Georg Simmel studied the effect of the urban environment on the individuals living in cities, arguing in The Metropolis and Mental Life that the increase in human interaction affected relationships. The activity and anonymity of the city led to a 'blasé attitude' with reservations and aloofness by urban denizens. This was also driven by the market economy of the city, which corroded traditional norms. However, people in cities were also more tolerant and sophisticated.

Henri Lefebvre argued in the 1960s and 1970s that urban space is dominated by the interests of corporations and capitalism.  Private places such as shopping centres and office buildings dominated over public space. The economic relations could be seen in the city itself, with wealthy areas being far more opulent than the run-down parts of the poor. To fix this, a right to the city needed to be asserted to give everyone a say on urban space.

Economic sustainability
In fact, urbanomics can spillover beyond the city parameters. The process of globalization extends its territories into global city regions. Essentially, they are territorial platforms (metropolitan extensions from key cities, chain of cities linked within a state territory or across inter-state boundaries and arguably; networked cities and/or regions cutting across national boundaries) interconnected in the globalized economy. Some see global city-regions rather than global cities as the nodes of a global network.

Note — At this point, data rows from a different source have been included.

// src/pipeline/config.rs

use crate::error::{PartitionError, PartitionResult};

/// Scale factor applied to the input extent diagonal when the capping
/// radius is resolved automatically.
pub const CAPPING_SAFETY_FACTOR: f64 = 10.0;

/// How far the unbounded rays of open cells reach before they are capped.
#[derive(Debug, Clone, Copy, PartialEq)]
pub enum CappingRadius {
    /// Diagonal of the combined sites-and-territory extent times
    /// `CAPPING_SAFETY_FACTOR`; deterministic for identical input.
    Auto,
    /// Explicit radius in CRS units. Rejected at run time when it does not
    /// clear the extent diagonal, because a short radius would silently
    /// truncate hull cells.
    Fixed(f64),
}

/// Tuning knobs for one partition run.
#[derive(Debug, Clone)]
pub struct PartitionConfig {
    /// Outward buffer applied to the territory before clipping, in CRS
    /// units. The default of 10 km assumes a metre-based projected CRS;
    /// `0.0` disables buffering.
    pub buffer_distance: f64,
    /// Cap distance for unbounded cells.
    pub capping_radius: CappingRadius,
    /// Merge all cells of an owner into one record.
    pub dissolve: bool,
}

impl Default for PartitionConfig {
    fn default() -> Self {
        Self {
            buffer_distance: 10_000.0,
            capping_radius: CappingRadius::Auto,
            dissolve: false,
        }
    }
}

impl PartitionConfig {
    pub fn new() -> Self {
        Self::default()
    }

    pub fn with_buffer_distance(mut self, distance: f64) -> Self {
        self.buffer_distance = distance;
        self
    }

    pub fn with_capping_radius(mut self, radius: CappingRadius) -> Self {
        self.capping_radius = radius;
        self
    }

    pub fn with_dissolve(mut self, dissolve: bool) -> Self {
        self.dissolve = dissolve;
        self
    }

    pub fn validate(&self) -> PartitionResult<()> {
        if !self.buffer_distance.is_finite() || self.buffer_distance < 0.0 {
            return Err(PartitionError::InvalidConfiguration {
                message: format!(
                    "buffer distance must be finite and non-negative, got {}",
                    self.buffer_distance
                ),
            });
        }
        if let CappingRadius::Fixed(radius) = self.capping_radius {
            if !radius.is_finite() || radius <= 0.0 {
                return Err(PartitionError::InvalidConfiguration {
                    message: format!("capping radius must be finite and positive, got {}", radius),
                });
            }
        }
        Ok(())
    }
}

#[cfg(test)]
mod tests {
    use super::*;

    #[test]
    fn test_defaults() {
        let config = PartitionConfig::default();
        assert_eq!(config.buffer_distance, 10_000.0);
        assert_eq!(config.capping_radius, CappingRadius::Auto);
        assert!(!config.dissolve);
        assert!(config.validate().is_ok());
    }

    #[test]
    fn test_builder_chain() {
        let config = PartitionConfig::new()
            .with_buffer_distance(500.0)
            .with_capping_radius(CappingRadius::Fixed(2e5))
            .with_dissolve(true);
        assert_eq!(config.buffer_distance, 500.0);
        assert_eq!(config.capping_radius, CappingRadius::Fixed(2e5));
        assert!(config.dissolve);
        assert!(config.validate().is_ok());
    }

    #[test]
    fn test_negative_buffer_rejected() {
        let config = PartitionConfig::new().with_buffer_distance(-1.0);
        assert!(config.validate().is_err());
    }

    #[test]
    fn test_non_finite_buffer_rejected() {
        let config = PartitionConfig::new().with_buffer_distance(f64::NAN);
        assert!(config.validate().is_err());
    }

    #[test]
    fn test_non_positive_fixed_radius_rejected() {
        let config = PartitionConfig::new().with_capping_radius(CappingRadius::Fixed(0.0));
        assert!(config.validate().is_err());
    }
}
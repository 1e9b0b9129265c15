// src/types/bounds.rs

use geo::{Coord, Rect};
use std::fmt;

use crate::error::{PartitionError, PartitionResult};

/// 2D Bounding Box (Axis-Aligned Bounding Box)
#[derive(Debug, Clone, Copy, PartialEq)]
pub struct Bounds2D {
    pub min: Coord<f64>,
    pub max: Coord<f64>,
}

impl Bounds2D {
    /// Creates a new bounding box
    pub fn new(min: Coord<f64>, max: Coord<f64>) -> PartitionResult<Self> {
        if min.x > max.x || min.y > max.y {
            return Err(PartitionError::InvalidConfiguration {
                message: format!("Invalid bounds: min {:?} > max {:?}", min, max),
            });
        }

        Ok(Self { min, max })
    }

    /// Creates a bounding box enclosing every coordinate of the iterator
    pub fn from_coords_iter<I>(coords: I) -> Option<Self>
    where
        I: IntoIterator<Item = Coord<f64>>,
    {
        let mut coords_iter = coords.into_iter();
        let first = coords_iter.next()?;

        let mut min = first;
        let mut max = first;

        for coord in coords_iter {
            min.x = min.x.min(coord.x);
            min.y = min.y.min(coord.y);
            max.x = max.x.max(coord.x);
            max.y = max.y.max(coord.y);
        }

        Some(Self { min, max })
    }

    /// Empty bounding box (invalid)
    pub fn empty() -> Self {
        Self {
            min: Coord {
                x: f64::INFINITY,
                y: f64::INFINITY,
            },
            max: Coord {
                x: f64::NEG_INFINITY,
                y: f64::NEG_INFINITY,
            },
        }
    }

    /// Checks whether the bounding box is valid
    pub fn is_valid(&self) -> bool {
        self.min.x <= self.max.x
            && self.min.y <= self.max.y
            && self.min.x.is_finite()
            && self.min.y.is_finite()
            && self.max.x.is_finite()
            && self.max.y.is_finite()
    }

    /// Checks whether the bounding box is empty
    pub fn is_empty(&self) -> bool {
        self.min.x > self.max.x || self.min.y > self.max.y
    }

    /// Width of the bounding box
    pub fn width(&self) -> f64 {
        (self.max.x - self.min.x).max(0.0)
    }

    /// Height of the bounding box
    pub fn height(&self) -> f64 {
        (self.max.y - self.min.y).max(0.0)
    }

    /// Diagonal length, the scale reference for the capping radius
    pub fn diagonal(&self) -> f64 {
        self.width().hypot(self.height())
    }

    /// Center of the bounding box
    pub fn center(&self) -> Coord<f64> {
        (self.min + self.max) * 0.5
    }

    /// Checks whether a coordinate lies inside the bounding box
    pub fn contains_coord(&self, coord: Coord<f64>) -> bool {
        coord.x >= self.min.x
            && coord.x <= self.max.x
            && coord.y >= self.min.y
            && coord.y <= self.max.y
    }

    /// Unites two bounding boxes
    pub fn union(&self, other: &Bounds2D) -> Self {
        if self.is_empty() {
            return *other;
        }
        if other.is_empty() {
            return *self;
        }

        Self {
            min: Coord {
                x: self.min.x.min(other.min.x),
                y: self.min.y.min(other.min.y),
            },
            max: Coord {
                x: self.max.x.max(other.max.x),
                y: self.max.y.max(other.max.y),
            },
        }
    }

    /// Grows the bounding box to include a coordinate
    pub fn expand_to_include_coord(&mut self, coord: Coord<f64>) {
        if self.is_empty() {
            self.min = coord;
            self.max = coord;
        } else {
            self.min.x = self.min.x.min(coord.x);
            self.min.y = self.min.y.min(coord.y);
            self.max.x = self.max.x.max(coord.x);
            self.max.y = self.max.y.max(coord.y);
        }
    }

    /// Grows the bounding box by a margin on every side
    pub fn expand(&self, margin: f64) -> Self {
        if self.is_empty() {
            return *self;
        }

        Self {
            min: Coord {
                x: self.min.x - margin,
                y: self.min.y - margin,
            },
            max: Coord {
                x: self.max.x + margin,
                y: self.max.y + margin,
            },
        }
    }

    /// The four corner coordinates of the bounding box
    pub fn corners(&self) -> [Coord<f64>; 4] {
        [
            self.min,
            Coord {
                x: self.max.x,
                y: self.min.y,
            },
            self.max,
            Coord {
                x: self.min.x,
                y: self.max.y,
            },
        ]
    }
}

impl From<Rect<f64>> for Bounds2D {
    fn from(rect: Rect<f64>) -> Self {
        Self {
            min: rect.min(),
            max: rect.max(),
        }
    }
}

impl fmt::Display for Bounds2D {
    fn fmt(&self, f: &mut fmt::Formatter<'_>) -> fmt::Result {
        if self.is_empty() {
            write!(f, "Bounds2D(empty)")
        } else {
            write!(f, "Bounds2D({:?} to {:?})", self.min, self.max)
        }
    }
}
// src/tessellation/mod.rs
pub mod builder;
pub mod reconstruct;

pub use builder::*;
pub use reconstruct::*;
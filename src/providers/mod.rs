// src/providers/mod.rs

pub mod location;
pub mod territory;

pub use location::{InMemoryLocations, LocationProvider};
pub use territory::{InMemoryTerritory, TerritoryProvider};
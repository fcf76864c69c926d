//! Hidden per-user directory store
//!
//! Used where no tmpfs mount is provisioned. Creating the directory needs no
//! special privileges; access is limited to the owning user.

use crate::backend::{MountBackend, ProvisionResult};
use credmount_core::{Error, HIDDEN_STORE_DIR};
use credmount_utils::{CommandExecutor, XdgPaths};
use std::path::{Path, PathBuf};

/// Local store in a hidden directory under the user's home
pub struct HiddenDirectory {
    #[cfg_attr(not(windows), allow(dead_code))]
    executor: Box<dyn CommandExecutor>,
}

impl HiddenDirectory {
    /// Create the backend; `executor` runs `attrib` on Windows
    pub fn new(executor: Box<dyn CommandExecutor>) -> Self {
        Self { executor }
    }

    #[cfg(unix)]
    fn restrict(&self, root: &Path) -> Result<(), Error> {
        use std::os::unix::fs::PermissionsExt;
        std::fs::set_permissions(root, std::fs::Permissions::from_mode(0o700))
            .map_err(|e| Error::file_system(root, "restrict local store permissions", e))
    }

    #[cfg(windows)]
    fn restrict(&self, root: &Path) -> Result<(), Error> {
        let args = vec!["+h".to_string(), root.display().to_string()];
        let output = self.executor.execute("attrib", &args)?;
        let stdout = String::from_utf8_lossy(&output.stdout);
        if !stdout.trim().is_empty() {
            tracing::info!("{}", stdout.trim_end());
        }
        if !output.status.success() {
            let stderr = String::from_utf8_lossy(&output.stderr);
            tracing::error!("{}", stderr.trim_end());
            return Err(Error::command_execution(
                "attrib",
                args,
                stderr.trim().to_string(),
                output.status.code(),
            ));
        }
        Ok(())
    }

    #[cfg(not(any(unix, windows)))]
    fn restrict(&self, _root: &Path) -> Result<(), Error> {
        Ok(())
    }
}

impl MountBackend for HiddenDirectory {
    fn name(&self) -> &'static str {
        "hidden-directory"
    }

    fn default_root(&self) -> PathBuf {
        XdgPaths::home_dir().join(HIDDEN_STORE_DIR)
    }

    fn determine_exists(&self, root: &Path) -> bool {
        root.is_dir()
    }

    fn path_separators(&self) -> &'static [char] {
        &['/', '\\']
    }

    fn provision(&self, root: &Path) -> ProvisionResult {
        if root.exists() {
            return ProvisionResult::Success;
        }

        match std::fs::create_dir_all(root) {
            Ok(()) => {}
            Err(e) if e.kind() == std::io::ErrorKind::PermissionDenied => {
                tracing::debug!(root = %root.display(), error = %e, "cannot create local store");
                return ProvisionResult::PermissionDenied;
            }
            Err(e) => {
                return ProvisionResult::Fatal(Error::file_system(
                    root,
                    "create local store",
                    e,
                ))
            }
        }

        if let Err(e) = self.restrict(root) {
            return ProvisionResult::Fatal(e);
        }

        tracing::info!(root = %root.display(), "hidden secrets directory built");
        ProvisionResult::Success
    }
}
//! Shared utilities for credmount
//!
//! Atomic file writes, XDG locations, the external command seam and the
//! tracing subscriber setup used by the binary.

pub mod atomic_file;
pub mod command;
pub mod tracing;
pub mod xdg;

pub use atomic_file::*;
pub use command::*;
pub use xdg::*;
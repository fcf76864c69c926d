//! Atomic file writes so concurrent readers never observe a partial file

use credmount_core::{Error, Result};
use std::fs::{self, OpenOptions};
use std::io::Write;
use std::path::Path;
use uuid::Uuid;

/// Write data to a file atomically by writing to a temporary file and renaming.
///
/// The parent directory must already exist; this never creates directories.
pub fn write_atomic(path: &Path, content: &[u8]) -> Result<()> {
    let parent = path.parent().ok_or_else(|| {
        Error::configuration(format!(
            "invalid file path '{}': no parent directory",
            path.display()
        ))
    })?;

    // Temporary file lives next to the target so the rename stays on one filesystem
    let temp_path = parent.join(format!(".{}.tmp", Uuid::new_v4()));

    let result = (|| -> Result<()> {
        let mut file = OpenOptions::new()
            .create_new(true)
            .write(true)
            .open(&temp_path)
            .map_err(|e| Error::file_system(&temp_path, "create temporary file", e))?;

        file.write_all(content)
            .map_err(|e| Error::file_system(&temp_path, "write to temporary file", e))?;

        file.sync_all()
            .map_err(|e| Error::file_system(&temp_path, "sync temporary file", e))?;

        Ok(())
    })();

    if result.is_err() {
        let _ = fs::remove_file(&temp_path);
        return result;
    }

    fs::rename(&temp_path, path).map_err(|e| {
        let _ = fs::remove_file(&temp_path);
        Error::file_system(path.to_path_buf(), "atomic rename", e)
    })?;

    Ok(())
}

/// Write string content to a file atomically
pub fn write_atomic_string(path: &Path, content: &str) -> Result<()> {
    write_atomic(path, content.as_bytes())
}
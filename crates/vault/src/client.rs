//! Vault client seam

use crate::record::RawRecord;
use credmount_core::{Error, Result, SecretName};

/// System of record for secrets.
///
/// Implementations look records up by exact title and persist edited
/// records, returning the vault's canonical copy.
pub trait VaultClient: Send + Sync {
    /// Every record whose title is exactly `name`
    fn find_by_name(&self, name: &SecretName) -> Result<Vec<RawRecord>>;

    /// Persist `record` and return it as the vault now holds it
    fn save(&self, record: RawRecord) -> Result<RawRecord>;
}

/// Fetch the single record titled `name`.
///
/// Zero matches and several matches are both `NotFound`, carrying the
/// match count so the two cases read differently.
pub fn fetch_unique(vault: &dyn VaultClient, name: &SecretName) -> Result<RawRecord> {
    let mut records = vault.find_by_name(name)?;
    if records.len() != 1 {
        return Err(Error::not_found(name.as_str(), records.len()));
    }
    let record = records.remove(0);
    tracing::info!(secret = %name, "retrieved secret record from the vault");
    Ok(record)
}

#[cfg(test)]
mod tests {
    use super::*;
    use crate::memory::MemoryVault;

    fn record(uid: &str, title: &str) -> RawRecord {
        RawRecord {
            uid: uid.to_string(),
            title: title.to_string(),
            fields: Vec::new(),
            custom: Vec::new(),
        }
    }

    #[test]
    fn test_fetch_unique_single_match() {
        let vault = MemoryVault::new();
        vault.insert(record("1", "api"));

        let found = fetch_unique(&vault, &SecretName::new("api")).unwrap();
        assert_eq!(found.uid, "1");
    }

    #[test]
    fn test_fetch_unique_missing() {
        let vault = MemoryVault::new();
        let err = fetch_unique(&vault, &SecretName::new("api")).unwrap_err();

        assert!(matches!(err, Error::NotFound { matches: 0, .. }));
        assert!(err.to_string().contains("'api'"));
        assert!(err.to_string().contains("not found"));
    }

    #[test]
    fn test_fetch_unique_ambiguous() {
        let vault = MemoryVault::new();
        vault.insert(record("1", "api"));
        vault.insert(record("2", "api"));

        let err = fetch_unique(&vault, &SecretName::new("api")).unwrap_err();
        assert!(matches!(err, Error::NotFound { matches: 2, .. }));
        assert!(err.to_string().contains("'api'"));
        assert!(err.to_string().contains("2 records"));
    }

    #[test]
    fn test_title_match_is_exact() {
        let vault = MemoryVault::new();
        vault.insert(record("1", "api-prod"));

        let err = fetch_unique(&vault, &SecretName::new("api")).unwrap_err();
        assert!(err.is_not_found());
    }
}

The rules of engagement are built on economic sustainability – the ability to continuously generate wealth. The cornerstones of this economic framework are the following ‘4C’ attributes: (1) currency flow for trading, (2) commoditization of products and services in supply chain management, (3) command centre function in orchestrating interdependency and monitoring executions and (4) consumerization. Unless, decoupling the economy from these attributes can be demonstrated; symbolic capital expressions as legitimate as they may be; must accept the domineering status of urbanomics.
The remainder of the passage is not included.